- **Dataset entries**
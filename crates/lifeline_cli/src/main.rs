use std::path::PathBuf;

use clap::{Args, Parser, Subcommand};
use lifeline_engine::{
    AgeTrace, BirthProfile, CivilTime, CloseCarry, LifeEngine, LifeSeries, NativeCalendar,
    SeriesStats,
};
use lifeline_ganzhi::{ALL_POSITIONS, Gender, TenGod, next_jie, prev_jie};
use tracing_subscriber::EnvFilter;

#[derive(Parser)]
#[command(name = "lifeline", about = "Life K-line: 80 annual candles from a birth moment")]
struct Cli {
    #[command(subcommand)]
    command: Commands,
}

/// Options shared by every subcommand.
#[derive(Args)]
struct BirthArgs {
    /// Birthday in China Standard Time: YYYY-MM-DD or "YYYY-MM-DD HH:MM"
    birthday: String,
    /// Gender convention for the decade cycles: male or female
    #[arg(long, default_value = "female")]
    gender: Gender,
    /// Scoring weights TOML (see config/weights.toml)
    #[arg(long)]
    weights: Option<PathBuf>,
    /// Close carried into the next year: unrounded or rounded
    #[arg(long, default_value = "unrounded")]
    carry: CloseCarry,
    /// Print JSON instead of a table
    #[arg(long)]
    json: bool,
}

#[derive(Subcommand)]
enum Commands {
    /// Print the 80 annual candles
    Series(BirthArgs),
    /// Show the birth pillars, roles, element distribution and decade start
    Pillars(BirthArgs),
    /// Summary statistics of the series
    Stats(BirthArgs),
    /// Every factor behind each year's candle
    Explain(BirthArgs),
}

fn main() {
    tracing_subscriber::fmt()
        .with_env_filter(
            EnvFilter::try_from_default_env().unwrap_or_else(|_| EnvFilter::new("warn")),
        )
        .with_writer(std::io::stderr)
        .init();

    let cli = Cli::parse();

    match cli.command {
        Commands::Series(args) => {
            let (engine, moment) = prepare(&args);
            let series = engine.series_for(moment, args.gender).unwrap_or_else(|e| fail(e));
            if args.json {
                print_json(&series);
            } else {
                print_series(moment, &series);
            }
        }

        Commands::Pillars(args) => {
            let (engine, moment) = prepare(&args);
            let profile = engine.profile(moment, args.gender).unwrap_or_else(|e| fail(e));
            if args.json {
                print_json(&profile);
            } else {
                print_profile(&profile);
            }
        }

        Commands::Stats(args) => {
            let (engine, moment) = prepare(&args);
            let series = engine.series_for(moment, args.gender).unwrap_or_else(|e| fail(e));
            let Some(stats) = SeriesStats::from_series(&series) else {
                fail("empty series");
            };
            if args.json {
                print_json(&stats);
            } else {
                print_stats(&stats);
            }
        }

        Commands::Explain(args) => {
            let (engine, moment) = prepare(&args);
            let traces = engine.explain(moment, args.gender).unwrap_or_else(|e| fail(e));
            if args.json {
                print_json(&traces);
            } else {
                print_traces(&traces);
            }
        }
    }
}

fn prepare(args: &BirthArgs) -> (LifeEngine<NativeCalendar>, CivilTime) {
    let engine = match &args.weights {
        Some(path) => {
            LifeEngine::with_weights_file(NativeCalendar, path).unwrap_or_else(|e| fail(e))
        }
        None => LifeEngine::native(),
    };
    let moment = CivilTime::parse_birthday(&args.birthday).unwrap_or_else(|e| {
        eprintln!("Invalid birthday: {e}");
        eprintln!("Expected YYYY-MM-DD or \"YYYY-MM-DD HH:MM\"");
        std::process::exit(2);
    });
    (engine.with_carry(args.carry), moment)
}

fn fail(e: impl std::fmt::Display) -> ! {
    eprintln!("Error: {e}");
    std::process::exit(1);
}

fn print_json<T: serde::Serialize + ?Sized>(value: &T) {
    match serde_json::to_string_pretty(value) {
        Ok(s) => println!("{s}"),
        Err(e) => fail(e),
    }
}

fn print_series(moment: CivilTime, series: &LifeSeries) {
    println!(
        "{:>3}  {:>4}  {:>10} {:>10} {:>10} {:>10}",
        "age", "year", "open", "close", "low", "high"
    );
    for (age, r) in series.iter().enumerate() {
        println!(
            "{:>3}  {:>4}  {:>10.2} {:>10.2} {:>10.2} {:>10.2}",
            age,
            moment.year() + age as i32,
            r.open,
            r.close,
            r.low,
            r.high
        );
    }
}

fn roles_label(roles: impl Iterator<Item = TenGod>) -> String {
    roles.map(|r| r.hanzi()).collect::<Vec<_>>().join(",")
}

fn print_profile(profile: &BirthProfile) {
    println!("Birth:   {} (China Standard Time), {}", profile.moment, profile.gender);
    println!("Pillars: {}", profile.pillars);
    let jd = profile.moment.to_jd();
    if let (Ok(prev), Ok(next)) = (prev_jie(jd), next_jie(jd)) {
        println!("Month:   {prev} to {next}");
    }
    println!();
    println!("{:<6} {:<6} {:<12} {:<6} hidden", "pillar", "ganzhi", "na-yin", "role");
    for position in ALL_POSITIONS {
        let pillar = profile.pillars.get(position);
        println!(
            "{:<6} {:<6} {:<12} {:<6} {}",
            position.name(),
            pillar.hanzi(),
            format!("{} ({})", pillar.na_yin(), pillar.na_yin_element().name()),
            profile.pillars.primary_role(position).hanzi(),
            roles_label(profile.pillars.secondary_roles(position))
        );
    }
    println!();
    let dist: Vec<String> = profile
        .distribution
        .iter()
        .map(|(e, n)| format!("{} {n}", e.name()))
        .collect();
    println!("Elements: {}", dist.join(", "));
    println!(
        "Scores:   elemental {:.2}, decile {:.2}, base {:.2}",
        profile.elemental_score, profile.decile_score, profile.base_score
    );
    match &profile.decade_start {
        Some(s) => println!(
            "Decades:  start at {}y {}m {}d ({}), age {:.2}",
            s.years,
            s.months,
            s.days,
            if s.forward { "forward" } else { "backward" },
            s.start_age()
        ),
        None => println!("Decades:  start unavailable, cycles aligned to birth"),
    }
}

fn print_stats(stats: &SeriesStats) {
    println!("first open    {:.2}", stats.first_open);
    println!("first close   {:.2}", stats.first_close);
    println!("last close    {:.2}", stats.last_close);
    println!("max high      {:.2} at age {}", stats.max_high, stats.max_high_age);
    println!("min low       {:.2} at age {}", stats.min_low, stats.min_low_age);
    println!("mean close    {:.2}", stats.mean_close);
    println!("variance      {:.2}", stats.close_variance);
    println!("total return  {:+.2}%", stats.total_return_pct);
    println!("volatility    {:.2}%", stats.volatility_pct);
}

fn cycle_label(t: &AgeTrace) -> String {
    if t.cycle.is_started() {
        t.cycle.index.to_string()
    } else {
        "-".into()
    }
}

fn print_traces(traces: &[AgeTrace]) {
    println!(
        "{:>3} {:>4} {:<6} {:>3} {:>6} {:>8} {:>5} {:>5} {:>5} {:>5} {:>5} {:>5} {:>7} {:>5} {:>9}",
        "age", "year", "pillar", "dy", "dyf", "score", "chg", "gz", "zhi", "ann", "stg", "wx", "total", "vol", "close"
    );
    for t in traces {
        println!(
            "{:>3} {:>4} {:<6} {:>3} {:>6.4} {:>8.4} {:>+5.2} {:>5.2} {:>5.2} {:>5.3} {:>5.3} {:>5.3} {:>+7.4} {:>5.3} {:>9.2}",
            t.age,
            t.year,
            t.annual_pillar.hanzi(),
            cycle_label(t),
            t.cycle.factor,
            t.score,
            t.score_change,
            t.gan_zhi_factor,
            t.zhi_factor,
            t.annual_factor,
            t.life_stage_factor,
            t.five_elements_match,
            t.total_change,
            t.volatility,
            t.record.close
        );
    }
}
//! Decade cycles (dayun): start age and the cycle active at a given age.
//!
//! The decade sequence runs forward for a yang-year male or yin-year
//! female birth, and backward otherwise. The start age comes from the
//! distance between birth and the adjacent jie term: forward births count
//! to the next jie, backward births count from the previous one. Three
//! days of that distance are one year of age and a two-hour period is
//! ten days.

use std::fmt::{Display, Formatter};

use lifeline_time::CivilTime;
use serde::{Deserialize, Serialize};

use crate::chart::pillars_at;
use crate::error::CalendarError;
use crate::solar_term::{next_jie, prev_jie};

/// Years per decade cycle.
pub const DECADE_YEARS: f64 = 10.0;

/// Number of distinct decade-cycle strength steps.
const FACTOR_STEPS: i32 = 8;

/// Gender of the subject; it selects the direction of the decade cycles.
#[derive(Debug, Clone, Copy, PartialEq, Eq, Hash, Serialize, Deserialize)]
#[serde(rename_all = "lowercase")]
pub enum Gender {
    Male,
    Female,
}

impl Gender {
    pub const fn name(self) -> &'static str {
        match self {
            Self::Male => "male",
            Self::Female => "female",
        }
    }
}

impl Display for Gender {
    fn fmt(&self, f: &mut Formatter<'_>) -> std::fmt::Result {
        f.write_str(self.name())
    }
}

impl std::str::FromStr for Gender {
    type Err = String;

    fn from_str(s: &str) -> Result<Self, Self::Err> {
        match s.to_ascii_lowercase().as_str() {
            "male" | "m" => Ok(Self::Male),
            "female" | "f" => Ok(Self::Female),
            other => Err(format!("unknown gender: {other}")),
        }
    }
}

/// Start of the first decade cycle, as an age offset from birth.
#[derive(Debug, Clone, Copy, PartialEq, Eq, Serialize)]
pub struct DecadeStart {
    pub years: u32,
    pub months: u32,
    pub days: u32,
    /// Whether the cycles advance through the sexagenary sequence.
    pub forward: bool,
}

impl DecadeStart {
    /// Start age in years; days are ignored.
    pub fn start_age(&self) -> f64 {
        self.years as f64 + self.months as f64 / 12.0
    }

    /// Decade cycle active at an age in whole years.
    pub fn cycle_at(&self, age: u32) -> CycleDescriptor {
        let age = age as f64;
        let start = self.start_age();
        if age < start {
            return CycleDescriptor::BEFORE_START;
        }
        CycleDescriptor::for_index(((age - start) / DECADE_YEARS).floor() as i32)
    }
}

/// The decade cycle active at an age and its strength factor.
#[derive(Debug, Clone, Copy, PartialEq, Serialize)]
pub struct CycleDescriptor {
    /// 0-based cycle index, or -1 before the first cycle starts.
    pub index: i32,
    /// Multiplicative strength in [0.85, 1.1125].
    pub factor: f64,
}

impl CycleDescriptor {
    /// Descriptor for ages before the first cycle starts.
    pub const BEFORE_START: Self = Self {
        index: -1,
        factor: 1.0,
    };

    /// Descriptor of the cycle with the given index.
    pub fn for_index(index: i32) -> Self {
        let step = index.rem_euclid(FACTOR_STEPS) as f64;
        Self {
            index,
            factor: 0.85 + 0.3 * (step / FACTOR_STEPS as f64),
        }
    }

    /// Age-only approximation used when the start cannot be computed:
    /// cycles are taken to start at birth.
    pub fn fallback(age: u32) -> Self {
        Self::for_index((age as f64 / DECADE_YEARS).floor() as i32)
    }

    pub fn is_started(&self) -> bool {
        self.index >= 0
    }
}

// Two-hour period of a clock hour, with 23:00 as the last period of its day.
const fn hour_period(hour: u32) -> i64 {
    if hour == 23 {
        11
    } else {
        (((hour + 1) / 2) % 12) as i64
    }
}

/// Convert a span between two minute-resolution instants into a start age.
fn span_to_start(from: &CivilTime, to: &CivilTime, forward: bool) -> DecadeStart {
    let mut hour_diff = hour_period(to.hour()) - hour_period(from.hour());
    let mut day_diff = to.day_number() - from.day_number();
    if hour_diff < 0 {
        hour_diff += 12;
        day_diff -= 1;
    }
    let month_diff = hour_diff * 10 / 30;
    let total_months = (day_diff * 4 + month_diff).max(0);
    let days = (hour_diff * 10 - month_diff * 30).max(0);
    DecadeStart {
        years: (total_months / 12) as u32,
        months: (total_months % 12) as u32,
        days: days as u32,
        forward,
    }
}

/// Compute the decade-cycle start for a birth instant.
pub fn decade_start(birth: &CivilTime, gender: Gender) -> Result<DecadeStart, CalendarError> {
    let pillars = pillars_at(birth)?;
    let yang_year = pillars.year.stem().is_yang();
    let forward = yang_year == (gender == Gender::Male);

    let jd = birth.to_jd();
    let start = if forward {
        let jie = CivilTime::from_jd(next_jie(jd)?.jd_local);
        span_to_start(birth, &jie, true)
    } else {
        let jie = CivilTime::from_jd(prev_jie(jd)?.jd_local);
        span_to_start(&jie, birth, false)
    };
    Ok(start)
}

#[cfg(test)]
mod tests {
    use super::*;

    fn t(y: i32, mo: u32, d: u32, h: u32, mi: u32) -> CivilTime {
        CivilTime::new(y, mo, d, h, mi).unwrap()
    }

    #[test]
    fn hour_periods() {
        assert_eq!(hour_period(0), 0);
        assert_eq!(hour_period(1), 1);
        assert_eq!(hour_period(8), 4);
        assert_eq!(hour_period(22), 11);
        assert_eq!(hour_period(23), 11);
    }

    #[test]
    fn span_of_whole_days() {
        // 30 days -> 120 months -> 10 years.
        let s = span_to_start(&t(2000, 1, 1, 12, 0), &t(2000, 1, 31, 12, 0), true);
        assert_eq!((s.years, s.months, s.days), (10, 0, 0));
    }

    #[test]
    fn span_borrows_a_day_for_negative_hours() {
        // 1 day minus 2 hours: 0 days + 11 periods -> 3 months 20 days.
        let s = span_to_start(&t(2000, 1, 1, 12, 0), &t(2000, 1, 2, 10, 0), false);
        assert_eq!((s.years, s.months, s.days), (0, 3, 20));
        assert!(!s.forward);
    }

    #[test]
    fn cycle_before_and_after_start() {
        let s = DecadeStart {
            years: 7,
            months: 3,
            days: 20,
            forward: true,
        };
        assert!((s.start_age() - 7.25).abs() < 1e-12);
        assert_eq!(s.cycle_at(7), CycleDescriptor::BEFORE_START);
        let c = s.cycle_at(8);
        assert_eq!(c.index, 0);
        assert!((c.factor - 0.85).abs() < 1e-12);
        assert_eq!(s.cycle_at(17).index, 0);
        assert_eq!(s.cycle_at(18).index, 1);
        assert!((s.cycle_at(18).factor - 0.8875).abs() < 1e-12);
    }

    #[test]
    fn factor_cycles_every_eight_decades() {
        assert!((CycleDescriptor::for_index(7).factor - 1.1125).abs() < 1e-12);
        assert!((CycleDescriptor::for_index(8).factor - 0.85).abs() < 1e-12);
    }

    #[test]
    fn fallback_starts_at_birth() {
        assert_eq!(CycleDescriptor::fallback(0).index, 0);
        assert_eq!(CycleDescriptor::fallback(9).index, 0);
        assert_eq!(CycleDescriptor::fallback(79).index, 7);
        assert!(CycleDescriptor::fallback(0).is_started());
        assert!(!CycleDescriptor::BEFORE_START.is_started());
    }

    #[test]
    fn gender_parse() {
        assert_eq!("Male".parse::<Gender>(), Ok(Gender::Male));
        assert_eq!("f".parse::<Gender>(), Ok(Gender::Female));
        assert!("x".parse::<Gender>().is_err());
    }
}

- **What to produce**
The answer must be a single number: how many lines of the data hold the word "high".

- **Answer section**
3